My fingers were dancing. It wasn’t their usual measured & co-ordinated jig. They skittered and tripped, frantically trying to work out the pressure growing in my pounding head. It was a futile effort.

“Do you even remember what you did last night?”

It was something to do with the kitchen. I’m sure there were many things, but the really bad one involved the kitchen. I couldn’t see it from where I was standing. I’d been confronted before I had the opportunity to check on the results of my previous night's actions. Perhaps i'm wrong. Domestic issues can be easily forgiven, he looks far angry than that. How long has that newspaper been under the sofa.

"You do this all the fucking time! You get so pissed up that you don't know what you're doing and you fuck it up for the rest of us."

This is definitely about more than the kitchen (unless i've broken his Jura Impressa 27, chrome). I must've done something to damage our reputation. That's always the problem when I get on the charlie. Nine times out of ten i'm the bomb. My wits are sharp, the girls love me and the guys hate me. But every now and then it goes horribly wrong and I come off as an absolute cock. Perhaps that's it, maybe I went rogue and fucked it up for the other guys who were onto a sure thing.

I switch my view from the floor to the new Sony 65" LED backlight TV, HD & 3D. The news is on, something about atrocities in some North African country. I know it's important to stay on top of current affairs, but I struggle to motivate myself to do so. Personal i've never found it that useful, my conversation is always built more around the moment. I wonder if always carrying things on your head like that has some sort of long term effects on the brain.

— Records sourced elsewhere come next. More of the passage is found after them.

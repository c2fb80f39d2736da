// signals.rs — The immutable signal snapshot fed to the resolver.
//
// Each signal is reported by an external collaborator (wallet connection
// state, chain metadata, role membership, deployment status) and is
// normalized to a bool before it reaches this struct. A missing upstream
// value must normalize to `false`: nothing is granted by omission.

use serde::{Deserialize, Serialize};

/// One snapshot of everything the resolver needs to know about the connected
/// wallet and the target account.
///
/// All fields default to `false`, so a partially populated snapshot (for
/// example one deserialized from a JSON fixture that only names a couple of
/// signals) denies rather than allows.
#[derive(Debug, Clone, Copy, Default, PartialEq, Eq, Serialize, Deserialize)]
#[serde(default)]
pub struct WalletSignals {
    /// A wallet address is present.
    pub wallet_connected: bool,
    /// The wallet's active network equals the account's network.
    /// Only consulted when the policy requests a network check.
    pub chain_matches: bool,
    /// The wallet is a registered signer of the account.
    pub is_owner: bool,
    /// The wallet holds a propose-only role for the account.
    pub is_proposer: bool,
    /// The wallet is a non-owner with an allocated spending limit.
    pub is_spending_limit_beneficiary: bool,
    /// The account contract has been deployed on-chain.
    pub account_deployed: bool,
}
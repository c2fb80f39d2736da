// args.rs — Shared signal and policy arguments for the subcommands.
//
// Both sides follow the same layering: an optional file gives the base
// (JSON for signals, TOML for the policy), then individual flags override
// on top. With no file and no flags you get the denying defaults.

use std::path::PathBuf;

use anyhow::Context;
use clap::Args;
use walletgate::{GatePolicy, WalletSignals};

/// Where the gate's input signals come from.
#[derive(Args)]
pub struct SignalArgs {
    /// Read the base snapshot from a JSON file.
    #[arg(long, value_name = "FILE")]
    signals: Option<PathBuf>,

    /// A wallet is connected.
    #[arg(long)]
    connected: bool,

    /// The wallet is on the account's network.
    #[arg(long)]
    chain_matches: bool,

    /// The wallet is a registered signer of the account.
    #[arg(long)]
    owner: bool,

    /// The wallet is a registered proposer.
    #[arg(long)]
    proposer: bool,

    /// The wallet holds a spending limit on the account.
    #[arg(long)]
    spending_limit: bool,

    /// The account contract is deployed.
    #[arg(long)]
    deployed: bool,
}

impl SignalArgs {
    /// Combine the file (if given) with the flags into one snapshot.
    ///
    /// Flags only set signals, never clear them: a flag given on the
    /// command line wins over `false` in the file.
    pub fn build(&self) -> anyhow::Result<WalletSignals> {
        let mut signals = match &self.signals {
            Some(path) => {
                let contents = std::fs::read_to_string(path)
                    .with_context(|| format!("failed to read signals file {}", path.display()))?;
                serde_json::from_str(&contents)
                    .with_context(|| format!("invalid signals JSON in {}", path.display()))?
            }
            None => WalletSignals::default(),
        };

        signals.wallet_connected |= self.connected;
        signals.chain_matches |= self.chain_matches;
        signals.is_owner |= self.owner;
        signals.is_proposer |= self.proposer;
        signals.is_spending_limit_beneficiary |= self.spending_limit;
        signals.account_deployed |= self.deployed;

        Ok(signals)
    }
}

/// Where the call-site policy comes from.
#[derive(Args)]
pub struct PolicyArgs {
    /// Read the policy from a TOML file.
    #[arg(long, value_name = "FILE")]
    policy: Option<PathBuf>,

    /// Skip the network check.
    #[arg(long)]
    no_network_check: bool,

    /// Waive the role requirement for any connected wallet.
    #[arg(long)]
    allow_non_owner: bool,

    /// Accept spending-limit beneficiaries.
    #[arg(long)]
    allow_spending_limit: bool,

    /// Reject proposers (they are accepted by default).
    #[arg(long)]
    no_proposer: bool,

    /// Accept accounts that are not deployed yet.
    #[arg(long)]
    allow_undeployed: bool,
}

impl PolicyArgs {
    /// Combine the file (if given) with the flag overrides into a policy.
    pub fn build(&self) -> anyhow::Result<GatePolicy> {
        let mut policy = match &self.policy {
            Some(path) => {
                let contents = std::fs::read_to_string(path)
                    .with_context(|| format!("failed to read policy file {}", path.display()))?;
                toml::from_str(&contents)
                    .with_context(|| format!("invalid policy TOML in {}", path.display()))?
            }
            None => GatePolicy::default(),
        };

        if self.no_network_check {
            policy.check_network = false;
        }
        if self.allow_non_owner {
            policy.allow_non_owner = true;
        }
        if self.allow_spending_limit {
            policy.allow_spending_limit = true;
        }
        if self.no_proposer {
            policy.allow_proposer = false;
        }
        if self.allow_undeployed {
            policy.allow_undeployed_safe = true;
        }

        Ok(policy)
    }
}
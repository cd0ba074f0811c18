//! Oxygen supply calculator.
//!
//! Gas cylinder and liquid oxygen duration, transport tank recommendation
//! and minute ventilation, exposed as JSON endpoints and a calculator page.

mod calculators;
mod models;
mod page;
mod routes;
mod services;
mod validator;

pub use models::ValidationErrorResponse;
pub use page::{show, submit};
pub use routes::router;
pub use validator::ValidationError;
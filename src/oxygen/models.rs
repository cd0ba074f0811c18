//! Request and response types for the oxygen calculator API.

use serde::{Deserialize, Serialize};

use super::calculators::{CylinderSize, FlowRateTransfer, OxygenMode, TankRecommendation};
use super::validator::{ValidationError, ValidationField, ValidationReason};

/// Request payload for a gas cylinder duration.
#[derive(Debug, Clone, Default, Deserialize, Serialize)]
pub struct GasDurationRequest {
    /// Cylinder size code (D, E, M, H)
    #[serde(default)]
    pub tank_size: Option<String>,
    /// Total cylinder pressure in PSI
    #[serde(default)]
    pub psi: Option<f64>,
    /// Reserved pressure in PSI, zero when absent
    #[serde(default)]
    pub safety_residual: Option<f64>,
    /// Flow rate in L/min
    #[serde(default)]
    pub flow_rate: Option<f64>,
    /// FiO2 percentage (21-100)
    #[serde(default)]
    pub fio2: Option<f64>,
    /// Planned transport duration in minutes
    #[serde(default)]
    pub transport_duration_min: Option<f64>,
}

/// Request payload for a liquid oxygen duration.
#[derive(Debug, Clone, Default, Deserialize, Serialize)]
pub struct LiquidDurationRequest {
    #[serde(default)]
    pub liters_remaining: Option<f64>,
    #[serde(default)]
    pub flow_rate: Option<f64>,
    #[serde(default)]
    pub fio2: Option<f64>,
    #[serde(default)]
    pub transport_duration_min: Option<f64>,
}

/// Request payload for a transport recommendation.
#[derive(Debug, Clone, Default, Deserialize, Serialize)]
pub struct TransportPlanRequest {
    #[serde(default)]
    pub transport_duration_min: Option<f64>,
    /// Duration of one tank from a previous gas or liquid calculation
    #[serde(default)]
    pub tank_duration_min: Option<f64>,
}

/// Request payload for minute ventilation.
#[derive(Debug, Clone, Default, Deserialize, Serialize)]
pub struct MinuteVolumeRequest {
    /// Breaths per minute
    #[serde(default)]
    pub respiratory_rate: Option<f64>,
    /// Tidal volume in mL
    #[serde(default)]
    pub tidal_volume: Option<f64>,
}

/// Request payload for copying a minute volume into a flow rate field.
#[derive(Debug, Clone, Default, Deserialize, Serialize)]
pub struct TransferRequest {
    #[serde(default)]
    pub minute_volume_lpm: Option<f64>,
    #[serde(default)]
    pub mode: OxygenMode,
}

/// Tank recommendation as shown to the user.
#[derive(Debug, Clone, PartialEq, Serialize)]
pub struct RecommendationResponse {
    pub tanks: TankRecommendation,
    /// "N tank" / "N tanks"
    pub label: String,
}

impl From<TankRecommendation> for RecommendationResponse {
    fn from(tanks: TankRecommendation) -> Self {
        Self {
            tanks,
            label: tanks.to_string(),
        }
    }
}

/// Response payload from a gas or liquid calculation.
#[derive(Debug, Clone, PartialEq, Serialize)]
pub struct DurationResponse {
    /// Oxygen supply calculated
    pub mode: OxygenMode,
    /// Remaining supply in minutes
    pub duration_min: f64,
    /// Human-readable duration
    pub formatted: String,
    /// Tanks needed for the transport, null when unavailable
    pub recommendation: Option<RecommendationResponse>,
    /// SHA256 hash of input
    pub input_hash: String,
}

/// Response payload from a transport recommendation.
#[derive(Debug, Clone, PartialEq, Serialize)]
pub struct TransportPlanResponse {
    pub recommendation: Option<RecommendationResponse>,
}

/// Response payload from a minute ventilation calculation.
#[derive(Debug, Clone, PartialEq, Serialize)]
pub struct MinuteVolumeResponse {
    pub minute_volume_lpm: f64,
    /// "x.xx L/min"
    pub formatted: String,
    pub input_hash: String,
}

/// Response payload from a minute volume transfer.
#[derive(Debug, Clone, PartialEq, Serialize)]
pub struct TransferResponse {
    pub transfer: Option<FlowRateTransfer>,
}

/// One selectable cylinder.
#[derive(Debug, Clone, PartialEq, Serialize)]
pub struct CylinderInfo {
    pub code: CylinderSize,
    pub liters_per_psi: f64,
}

impl From<CylinderSize> for CylinderInfo {
    fn from(size: CylinderSize) -> Self {
        Self {
            code: size,
            liters_per_psi: size.conversion_factor(),
        }
    }
}

/// Error body for rejected input.
#[derive(Debug, Clone, Serialize)]
pub struct ValidationErrorResponse {
    pub error: &'static str,
    pub field: ValidationField,
    pub reason: ValidationReason,
}

impl From<ValidationError> for ValidationErrorResponse {
    fn from(err: ValidationError) -> Self {
        Self {
            error: err.message(),
            field: err.field,
            reason: err.reason,
        }
    }
}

"So what was she like than, was it worth it?"

She? Who's he talking about. There was no one in my bed this morning. I say morning, it is nearly noon. Maybe she's already gone. Why would he be angry though? Unless... Marisa, she was there last night. I wouldn't though, would I? I mean, I definitely would! Who wouldn't? But I wouldn't actually. We have always got along though and she wouldn't have any problem doing it, not the way it ended between them. If it was Marisa then it's a cruel shame that I can't remember the night's events but still face the repercussions.